WORK INSTRUCTIONS
Set out exactly, line by line, the stretch of data below that begins at the line containing "pub mod cache_policy;" and ends at the line containing "pub enum ConfigError", with both ends kept.
START SUPPLIED RECORDS
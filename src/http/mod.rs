//! HTTP subsystem.
//!
//! # Data Flow
//! ```text
//! Incoming Request
//!     → request.rs (request ID, as early as possible)
//!     → server.rs (axum router, timeout, tracing)
//!     → handlers.rs (listing, redirects, metadata, scrape proxy)
//!     → cache_policy.rs (Cache-Control on the way out)
//! ```

pub mod cache_policy;
pub mod handlers;
pub mod request;
pub mod server;

pub use server::{AppState, HttpServer};
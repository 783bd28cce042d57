//! Configuration loading from disk and environment.

use std::fs;
use std::path::Path;

use thiserror::Error;

use crate::config::schema::ServeConfig;
use crate::config::validation::{validate_config, ValidationError};
use crate::links::registry::parse_custom_links;

/// Error type for configuration loading.
#[derive(Debug, Error)]
pub enum ConfigError {
    #[error("IO error: {0}")]
    Io(#[from] std::io::Error),

    #[error("Parse error: {0}")]
    Parse(#[from] toml::de::Error),

    #[error("Validation failed: {}", format_errors(.0))]
    Validation(Vec<ValidationError>),
}

fn format_errors(errors: &[ValidationError]) -> String {
    errors
        .iter()
        .map(|e| e.to_string())
        .collect::<Vec<_>>()
        .join(", ")
}

/// Load and validate configuration.
///
/// A missing path falls back to defaults. Environment variables overlay the
/// file: `LINKPAGE_BIND`, `PHONE_NUMBER`, `WHATSAPP_NUMBER`, and
/// `CUSTOM_LINKS` (a JSON array of custom link records).
pub fn load_config(path: Option<&Path>) -> Result<ServeConfig, ConfigError> {
    let mut config = match path {
        Some(path) => {
            let content = fs::read_to_string(path)?;
            toml::from_str(&content)?
        }
        None => ServeConfig::default(),
    };

    apply_env(&mut config);
    validate_config(&config).map_err(ConfigError::Validation)?;

    Ok(config)
}

/// Overlay environment variables onto the loaded configuration.
fn apply_env(config: &mut ServeConfig) {
    if let Ok(bind) = std::env::var("LINKPAGE_BIND") {
        config.listener.bind_address = bind;
    }
    if let Ok(phone) = std::env::var("PHONE_NUMBER") {
        config.links.phone_number = Some(phone);
    }
    if let Ok(whatsapp) = std::env::var("WHATSAPP_NUMBER") {
        config.links.whatsapp_number = Some(whatsapp);
    }
    if let Ok(raw) = std::env::var("CUSTOM_LINKS") {
        let (accepted, rejected) = parse_custom_links(&raw);
        for diagnostic in &rejected {
            tracing::warn!(%diagnostic, "Dropping invalid custom link entry");
        }
        config.links.custom.extend(accepted);
    }
}

#[cfg(test)]
mod tests {
    use super::*;

    #[test]
    fn test_missing_path_uses_defaults() {
        let config = load_config(None).unwrap();
        assert_eq!(config.listener.bind_address, "0.0.0.0:8080");
    }

    #[test]
    fn test_nonexistent_file_is_io_error() {
        let err = load_config(Some(Path::new("/nonexistent/linkpage.toml"))).unwrap_err();
        assert!(matches!(err, ConfigError::Io(_)));
    }
}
END SUPPLIED RECORDS
REPLY
pub mod cache_policy;
pub mod handlers;
pub mod request;
pub mod server;

pub use server::{AppState, HttpServer};
repository 783bd28cce042d57
//! Configuration loading from disk and environment.

use std::fs;
use std::path::Path;

use thiserror::Error;

use crate::config::schema::ServeConfig;
use crate::config::validation::{validate_config, ValidationError};
use crate::links::registry::parse_custom_links;

/// Error type for configuration loading.
#[derive(Debug, Error)]
pub enum ConfigError {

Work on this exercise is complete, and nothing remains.